With both ends included, repeat exactly the lines of the entries below from the one containing "its direct dependencies." down to the one containing "graph is acyclic.", and no others.

※ ※ ※

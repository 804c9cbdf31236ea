//! Layered configuration for discovery runs.
//!
//! Sources, lowest priority first:
//!
//! 1. Built-in [`DiscoveryOptions`] defaults
//! 2. `luadeps.toml` in the working directory, or the file given by `--config`
//! 3. `LUADEPS_*` environment variables (`__` separates nested keys, so
//!    `LUADEPS_PROBE__ENABLED=false` sets `probe.enabled`)
//! 4. Command-line flags
//!
//! ```toml
//! max_dependencies = 50
//! local_dirs = ["lua_modules", "vendor"]
//!
//! [probe]
//! timeout_ms = 2000
//! ```

mod loading;

pub use loading::{CONFIG_FILE_NAME, ENV_PREFIX, Overrides, load};
pub use luadeps_graph::DiscoveryOptions;
//! Command implementations for the luadeps CLI.
//!
//! - [`analyze`] - Discover and print the dependency tree
//! - [`manifest`] - Print the dependency-ordered file list
//! - [`build`] - Compile a standalone executable with luastatic
//! - [`env`] - Report available build tools
//!
//! Each command provides an `execute` function taking its parsed arguments.

pub mod analyze;
pub mod build;
pub mod env;
pub mod manifest;
pub(crate) mod utils;

pub use analyze::execute as analyze_execute;
pub use build::execute as build_execute;
pub use env::execute as env_execute;
pub use manifest::execute as manifest_execute;
//! Module resolution: specifier plus referencing file to an absolute path.
//!
//! Two specifier shapes are understood:
//!
//! - **Relative** (`./x`, `../x`): resolved against the directory of the
//!   referencing file, ignoring the search list.
//! - **Dotted** (`a.b.c`): mapped to `a/b/c` and tried against every search
//!   directory in priority order.
//!
//! For both shapes `x.lua` is tried before `x/init.lua`. Compiled modules
//! (`.so`, `.dll`, `.dylib`) are looked for only once every source candidate
//! has missed, and are reported as unsupported rather than resolved.

mod probe;
mod search_path;

pub use probe::{CommandProbe, NoProbe, SearchPathProbe, parse_search_path_output};
pub use search_path::SearchPaths;

use std::ffi::OsString;
use std::path::{Path, PathBuf};
use std::sync::Arc;

use path_clean::PathClean;
use tracing::{debug, trace};

use crate::error::{DiscoveryError, Result};
use crate::runtime::Runtime;

/// File extension of Lua source modules.
pub const LUA_EXTENSION: &str = "lua";

/// File that makes a directory loadable as a package.
pub const PACKAGE_ENTRY: &str = "init.lua";

/// Extensions of compiled modules, in probing order.
pub const NATIVE_EXTENSIONS: &[&str] = &["so", "dll", "dylib"];

/// The first existing candidate for a specifier.
#[derive(Debug, Clone, PartialEq, Eq)]
pub enum Resolution {
    /// A Lua source file.
    Source(PathBuf),
    /// A compiled module; cannot be bundled.
    Native(PathBuf),
}

/// Resolves `require` specifiers for one discovery pass.
#[derive(Debug, Clone)]
pub struct ModuleResolver {
    runtime: Arc<dyn Runtime>,
    search_paths: SearchPaths,
}

impl ModuleResolver {
    pub fn new(runtime: Arc<dyn Runtime>, search_paths: SearchPaths) -> Self {
        Self {
            runtime,
            search_paths,
        }
    }

    pub fn search_paths(&self) -> &SearchPaths {
        &self.search_paths
    }

    /// Resolve `specifier` as written in `from` to a Lua source file.
    pub fn resolve(&self, specifier: &str, from: &Path) -> Result<PathBuf> {
        match self.locate(specifier, from) {
            Some(Resolution::Source(path)) => {
                debug!(specifier, from = %from.display(), resolved = %path.display(), "resolved module");
                Ok(path)
            }
            Some(Resolution::Native(path)) => Err(DiscoveryError::UnsupportedNativeModule {
                specifier: specifier.to_string(),
                path,
            }),
            None => Err(DiscoveryError::ModuleNotFound {
                specifier: specifier.to_string(),
                from: from.to_path_buf(),
                searched: self.searched_for(specifier, from),
            }),
        }
    }

    /// First existing candidate for `specifier`, source or native.
    pub fn locate(&self, specifier: &str, from: &Path) -> Option<Resolution> {
        if is_relative(specifier) {
            self.locate_relative(specifier, from)
        } else {
            self.locate_dotted(specifier)
        }
    }

    fn locate_relative(&self, specifier: &str, from: &Path) -> Option<Resolution> {
        let base = parent_dir(from).join(specifier).clean();

        if has_lua_extension(&base) {
            return self.existing(base).map(Resolution::Source);
        }

        source_candidates(&base)
            .into_iter()
            .find_map(|candidate| self.existing(candidate))
            .map(Resolution::Source)
            .or_else(|| {
                native_candidates(&base)
                    .find_map(|candidate| self.existing(candidate))
                    .map(Resolution::Native)
            })
    }

    fn locate_dotted(&self, specifier: &str) -> Option<Resolution> {
        let module_path: PathBuf = specifier.split('.').collect();

        let source = self.search_paths.iter().find_map(|dir| {
            source_candidates(&dir.join(&module_path))
                .into_iter()
                .find_map(|candidate| self.existing(candidate))
        });
        if let Some(path) = source {
            return Some(Resolution::Source(path));
        }

        self.search_paths
            .iter()
            .find_map(|dir| native_candidates(&dir.join(&module_path)).find_map(|c| self.existing(c)))
            .map(Resolution::Native)
    }

    /// Locations reported when `specifier` cannot be found.
    fn searched_for(&self, specifier: &str, from: &Path) -> Vec<PathBuf> {
        if is_relative(specifier) {
            vec![parent_dir(from).to_path_buf()]
        } else {
            self.search_paths.dirs().to_vec()
        }
    }

    /// Canonical form of `candidate` if it is an existing file.
    fn existing(&self, candidate: PathBuf) -> Option<PathBuf> {
        trace!(candidate = %candidate.display(), "probing candidate");
        if !self.runtime.is_file(&candidate) {
            return None;
        }
        Some(self.runtime.canonicalize(&candidate).unwrap_or(candidate))
    }
}

/// `./x` and `../x`, with either separator.
pub fn is_relative(specifier: &str) -> bool {
    ["./", "../", ".\\", "..\\"]
        .iter()
        .any(|prefix| specifier.starts_with(prefix))
}

fn parent_dir(file: &Path) -> &Path {
    file.parent().unwrap_or(Path::new(""))
}

fn has_lua_extension(path: &Path) -> bool {
    path.extension().is_some_and(|ext| ext == LUA_EXTENSION)
}

/// `base.lua`, then `base/init.lua`.
fn source_candidates(base: &Path) -> [PathBuf; 2] {
    [with_suffix(base, LUA_EXTENSION), base.join(PACKAGE_ENTRY)]
}

fn native_candidates(base: &Path) -> impl Iterator<Item = PathBuf> + '_ {
    NATIVE_EXTENSIONS.iter().map(move |ext| with_suffix(base, ext))
}

/// Append `.ext` without replacing an existing extension (`a.b` → `a.b.lua`).
fn with_suffix(base: &Path, ext: &str) -> PathBuf {
    let mut name = OsString::from(base.as_os_str());
    name.push(".");
    name.push(ext);
    PathBuf::from(name)
}
//! The discovered dependency graph and what is derived from it.
//!
//! ```text
//!   entry ──▶ GraphBuilder ──▶ DependencyGraph ──┬──▶ Manifest (post-order)
//!              (scan, resolve,                   └──▶ render_tree
//!               cycle + limit checks)
//! ```

mod builder;
mod manifest;
mod tree;

pub use builder::GraphBuilder;
pub use manifest::Manifest;
pub use tree::render_tree;

use std::path::{Path, PathBuf};

use indexmap::IndexMap;
use serde::{Deserialize, Serialize};

use crate::chain::{DependencyChain, find_chain};

/// Module files keyed by absolute path, each with its direct dependencies.
///
/// Keys are kept in the order their files finished processing; each
/// dependency list is deduplicated and in first-seen source order. A
/// completed graph is acyclic.
#[derive(Debug, Clone, PartialEq, Eq, Serialize, Deserialize)]
pub struct DependencyGraph {
    entry: PathBuf,
    modules: IndexMap<PathBuf, Vec<PathBuf>>,
}

impl DependencyGraph {
    /// An empty graph rooted at `entry`.
    pub fn new(entry: impl Into<PathBuf>) -> Self {
        Self {
            entry: entry.into(),
            modules: IndexMap::new(),
        }
    }

    /// Record the final dependency list of `module`.
    pub(crate) fn insert(&mut self, module: PathBuf, dependencies: Vec<PathBuf>) {
        self.modules.insert(module, dependencies);
    }

    pub fn entry(&self) -> &Path {
        &self.entry
    }

    /// Direct dependencies of `module`, empty if it is not in the graph.
    pub fn dependencies(&self, module: &Path) -> &[PathBuf] {
        self.modules.get(module).map(Vec::as_slice).unwrap_or(&[])
    }

    /// Modules that directly require `module`.
    pub fn dependents(&self, module: &Path) -> Vec<&Path> {
        self.modules
            .iter()
            .filter(|(_, deps)| deps.iter().any(|d| d == module))
            .map(|(path, _)| path.as_path())
            .collect()
    }

    /// Every module, entry included, in completion order.
    pub fn modules(&self) -> impl Iterator<Item = &Path> {
        self.modules.keys().map(PathBuf::as_path)
    }

    pub fn contains(&self, module: &Path) -> bool {
        self.modules.contains_key(module)
    }

    /// Number of modules, entry included.
    pub fn len(&self) -> usize {
        self.modules.len()
    }

    pub fn is_empty(&self) -> bool {
        self.modules.is_empty()
    }

    /// Number of discovered modules, entry excluded.
    pub fn dependency_count(&self) -> usize {
        self.modules.keys().filter(|m| **m != self.entry).count()
    }

    pub fn edge_count(&self) -> usize {
        self.modules.values().map(Vec::len).sum()
    }

    /// Dependency-before-dependent order, entry excluded.
    pub fn manifest(&self) -> Manifest {
        Manifest::from_graph(self)
    }

    /// Shortest chain of requires leading from the entry to `module`.
    ///
    /// Answers "why is this file included". Returns `None` for modules not
    /// reachable from the entry.
    pub fn dependency_chain_to(&self, module: &Path) -> Option<DependencyChain> {
        find_chain(&self.entry, module, |node| self.dependencies(node))
    }

    /// Require depth of `module` below the entry (the entry itself is 0).
    pub fn depth_of(&self, module: &Path) -> Option<usize> {
        self.dependency_chain_to(module).map(|chain| chain.depth)
    }
}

※ ※ ※

Answer area:
/// Module files keyed by absolute path, each with its direct dependencies.
///
/// Keys are kept in the order their files finished processing; each
/// dependency list is deduplicated and in first-seen source order. A
/// completed graph is acyclic.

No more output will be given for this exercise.